(Dataset entries)
//! Shared utilities for queue payload parsing.
//!
//! Upstream publishers are loosely typed: numbers arrive as JSON numbers,
//! decimal strings or `0x` hex strings, and field names vary between
//! producers. These helpers accept every form seen in practice.

use chrono::{DateTime, Utc};
use serde_json::Value;

use chainlens_core::models::{Address, H256, parse_quantity};

// =============================================================================
// Field extraction
// =============================================================================

/// Extract a field from a payload object, trying multiple key names in order.
///
/// # Example
///
/// ```ignore
/// let kind = extract_field(data, &["type", "account_type"], parse_string);
/// ```
pub fn extract_field<T>(
    data: &Value,
    keys: &[&str],
    parser: fn(&Value) -> Option<T>,
) -> Option<T> {
    keys.iter()
        .find_map(|key| data.get(*key).filter(|v| !v.is_null()))
        .and_then(parser)
}

// =============================================================================
// Numeric parsing
// =============================================================================

/// Parse an unsigned quantity from a JSON number, decimal string or `0x` hex string.
pub fn parse_u128(value: &Value) -> Option<u128> {
    match value {
        Value::Number(n) => n.as_u64().map(u128::from),
        Value::String(s) => parse_quantity(s),
        _ => None,
    }
}

pub fn parse_u64(value: &Value) -> Option<u64> {
    parse_u128(value).and_then(|v| v.try_into().ok())
}

pub fn parse_u32(value: &Value) -> Option<u32> {
    parse_u128(value).and_then(|v| v.try_into().ok())
}

pub fn parse_u8(value: &Value) -> Option<u8> {
    parse_u128(value).and_then(|v| v.try_into().ok())
}

// =============================================================================
// Hash/address parsing
// =============================================================================

/// Parse a 32-byte hash from a hex string.
pub fn parse_h256(value: &Value) -> Option<H256> {
    value.as_str().and_then(|s| H256::from_hex(s).ok())
}

/// Parse a 20-byte address from a hex string.
pub fn parse_address(value: &Value) -> Option<Address> {
    value.as_str().and_then(|s| Address::from_hex(s).ok())
}

// =============================================================================
// Misc
// =============================================================================

/// Parse a timestamp: unix seconds (number or string) or RFC 3339.
pub fn parse_timestamp(value: &Value) -> Option<DateTime<Utc>> {
    if let Some(secs) = parse_u64(value) {
        return DateTime::from_timestamp(i64::try_from(secs).ok()?, 0);
    }
    value
        .as_str()
        .and_then(|s| DateTime::parse_from_rfc3339(s).ok())
        .map(|dt| dt.with_timezone(&Utc))
}

/// Parse a non-empty trimmed string.
pub fn parse_string(value: &Value) -> Option<String> {
    value
        .as_str()
        .map(str::trim)
        .filter(|s| !s.is_empty())
        .map(str::to_string)
}

/// Parse a list of strings, skipping anything that isn't one.
pub fn parse_string_list(value: &Value) -> Option<Vec<String>> {
    value
        .as_array()
        .map(|items| items.iter().filter_map(parse_string).collect())
}

#[cfg(test)]
mod tests {
    use super::*;
    use serde_json::json;

    #[test]
    fn test_quantity_forms() {
        assert_eq!(parse_u64(&json!(100)), Some(100));
        assert_eq!(parse_u64(&json!("100")), Some(100));
        assert_eq!(parse_u64(&json!("0x64")), Some(100));
        assert_eq!(parse_u64(&json!(-1)), None);
        assert_eq!(parse_u8(&json!(300)), None);
        assert_eq!(
            parse_u128(&json!("1000000000000000000000")),
            Some(1_000_000_000_000_000_000_000)
        );
    }

    #[test]
    fn test_extract_field_tries_keys_in_order() {
        let data = json!({ "account_type": "EOA", "type": null });
        assert_eq!(
            extract_field(&data, &["type", "account_type"], parse_string),
            Some("EOA".to_string())
        );
        assert_eq!(extract_field(&data, &["missing"], parse_string), None);
    }

    #[test]
    fn test_timestamp_forms() {
        let expected = DateTime::from_timestamp(1_700_000_000, 0).unwrap();
        assert_eq!(parse_timestamp(&json!(1_700_000_000)), Some(expected));
        assert_eq!(parse_timestamp(&json!("0x6553f100")), Some(expected));
        assert_eq!(
            parse_timestamp(&json!("2023-11-14T22:13:20Z")),
            Some(expected)
        );
        assert_eq!(parse_timestamp(&json!("yesterday")), None);
    }

    #[test]
    fn test_hash_requires_full_length() {
        assert!(parse_h256(&json!(format!("0x{}", "ab".repeat(32)))).is_some());
        assert!(parse_h256(&json!("0xabc")).is_none());
        assert!(parse_address(&json!(format!("0x{}", "11".repeat(20)))).is_some());
    }
}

### [What you need to do]
All of the data above needs to be retyped exactly, with each line as it stands.

### [Answer for the task]
//! Shared utilities for queue payload parsing.
//!
//! Upstream publishers are loosely typed: numbers arrive as JSON numbers,
//! decimal strings or `0x` hex strings, and field names vary between
//! producers. These helpers accept every form seen in practice.

use chrono::{DateTime, Utc};
use serde_json::Value;

use chainlens_core::models::{Address, H256, parse_quantity};

// =============================================================================
// Field extraction
// =============================================================================

/// Extract a field from a payload object, trying multiple key names in order.
///
/// # Example
///
/// ```ignore
/// let kind = extract_field(data, &["type", "account_type"], parse_string);
/// ```
pub fn extract_field<T>(
    data: &Value,
    keys: &[&str],
    parser: fn(&Value) -> Option<T>,
) -> Option<T> {
    keys.iter()
        .find_map(|key| data.get(*key).filter(|v| !v.is_null()))
        .and_then(parser)
}

// =============================================================================
// Numeric parsing
// =============================================================================

/// Parse an unsigned quantity from a JSON number, decimal string or `0x` hex string.
pub fn parse_u128(value: &Value) -> Option<u128> {
    match value {
        Value::Number(n) => n.as_u64().map(u128::from),
        Value::String(s) => parse_quantity(s),
        _ => None,
    }
}

pub fn parse_u64(value: &Value) -> Option<u64> {
    parse_u128(value).and_then(|v| v.try_into().ok())
}

pub fn parse_u32(value: &Value) -> Option<u32> {
    parse_u128(value).and_then(|v| v.try_into().ok())
}

pub fn parse_u8(value: &Value) -> Option<u8> {
    parse_u128(value).and_then(|v| v.try_into().ok())
}

// =============================================================================
// Hash/address parsing
// =============================================================================

/// Parse a 32-byte hash from a hex string.
pub fn parse_h256(value: &Value) -> Option<H256> {
    value.as_str().and_then(|s| H256::from_hex(s).ok())
}

/// Parse a 20-byte address from a hex string.
pub fn parse_address(value: &Value) -> Option<Address> {
    value.as_str().and_then(|s| Address::from_hex(s).ok())
}

// =============================================================================
// Misc
// =============================================================================

/// Parse a timestamp: unix seconds (number or string) or RFC 3339.
pub fn parse_timestamp(value: &Value) -> Option<DateTime<Utc>> {
    if let Some(secs) = parse_u64(value) {
        return DateTime::from_timestamp(i64::try_from(secs).ok()?, 0);
    }
    value
        .as_str()
        .and_then(|s| DateTime::parse_from_rfc3339(s).ok())
        .map(|dt| dt.with_timezone(&Utc))
}

/// Parse a non-empty trimmed string.
pub fn parse_string(value: &Value) -> Option<String> {
    value
        .as_str()
        .map(str::trim)
        .filter(|s| !s.is_empty())
        .map(str::to_string)
}

/// Parse a list of strings, skipping anything that isn't one.
pub fn parse_string_list(value: &Value) -> Option<Vec<String>> {
    value
        .as_array()
        .map(|items| items.iter().filter_map(parse_string).collect())
}

#[cfg(test)]
mod tests {
    use super::*;
    use serde_json::json;

    #[test]
    fn test_quantity_forms() {
        assert_eq!(parse_u64(&json!(100)), Some(100));
        assert_eq!(parse_u64(&json!("100")), Some(100));
        assert_eq!(parse_u64(&json!("0x64")), Some(100));
        assert_eq!(parse_u64(&json!(-1)), None);
        assert_eq!(parse_u8(&json!(300)), None);
        assert_eq!(
            parse_u128(&json!("1000000000000000000000")),
            Some(1_000_000_000_000_000_000_000)
        );
    }

    #[test]
    fn test_extract_field_tries_keys_in_order() {
        let data = json!({ "account_type": "EOA", "type": null });
        assert_eq!(
            extract_field(&data, &["type", "account_type"], parse_string),
            Some("EOA".to_string())
        );
        assert_eq!(extract_field(&data, &["missing"], parse_string), None);
    }

    #[test]
    fn test_timestamp_forms() {
        let expected = DateTime::from_timestamp(1_700_000_000, 0).unwrap();
        assert_eq!(parse_timestamp(&json!(1_700_000_000)), Some(expected));
        assert_eq!(parse_timestamp(&json!("0x6553f100")), Some(expected));
        assert_eq!(
            parse_timestamp(&json!("2023-11-14T22:13:20Z")),
            Some(expected)
        );
        assert_eq!(parse_timestamp(&json!("yesterday")), None);
    }

    #[test]
    fn test_hash_requires_full_length() {
        assert!(parse_h256(&json!(format!("0x{}", "ab".repeat(32)))).is_some());
        assert!(parse_h256(&json!("0xabc")).is_none());
        assert!(parse_address(&json!(format!("0x{}", "11".repeat(20)))).is_some());
    }
}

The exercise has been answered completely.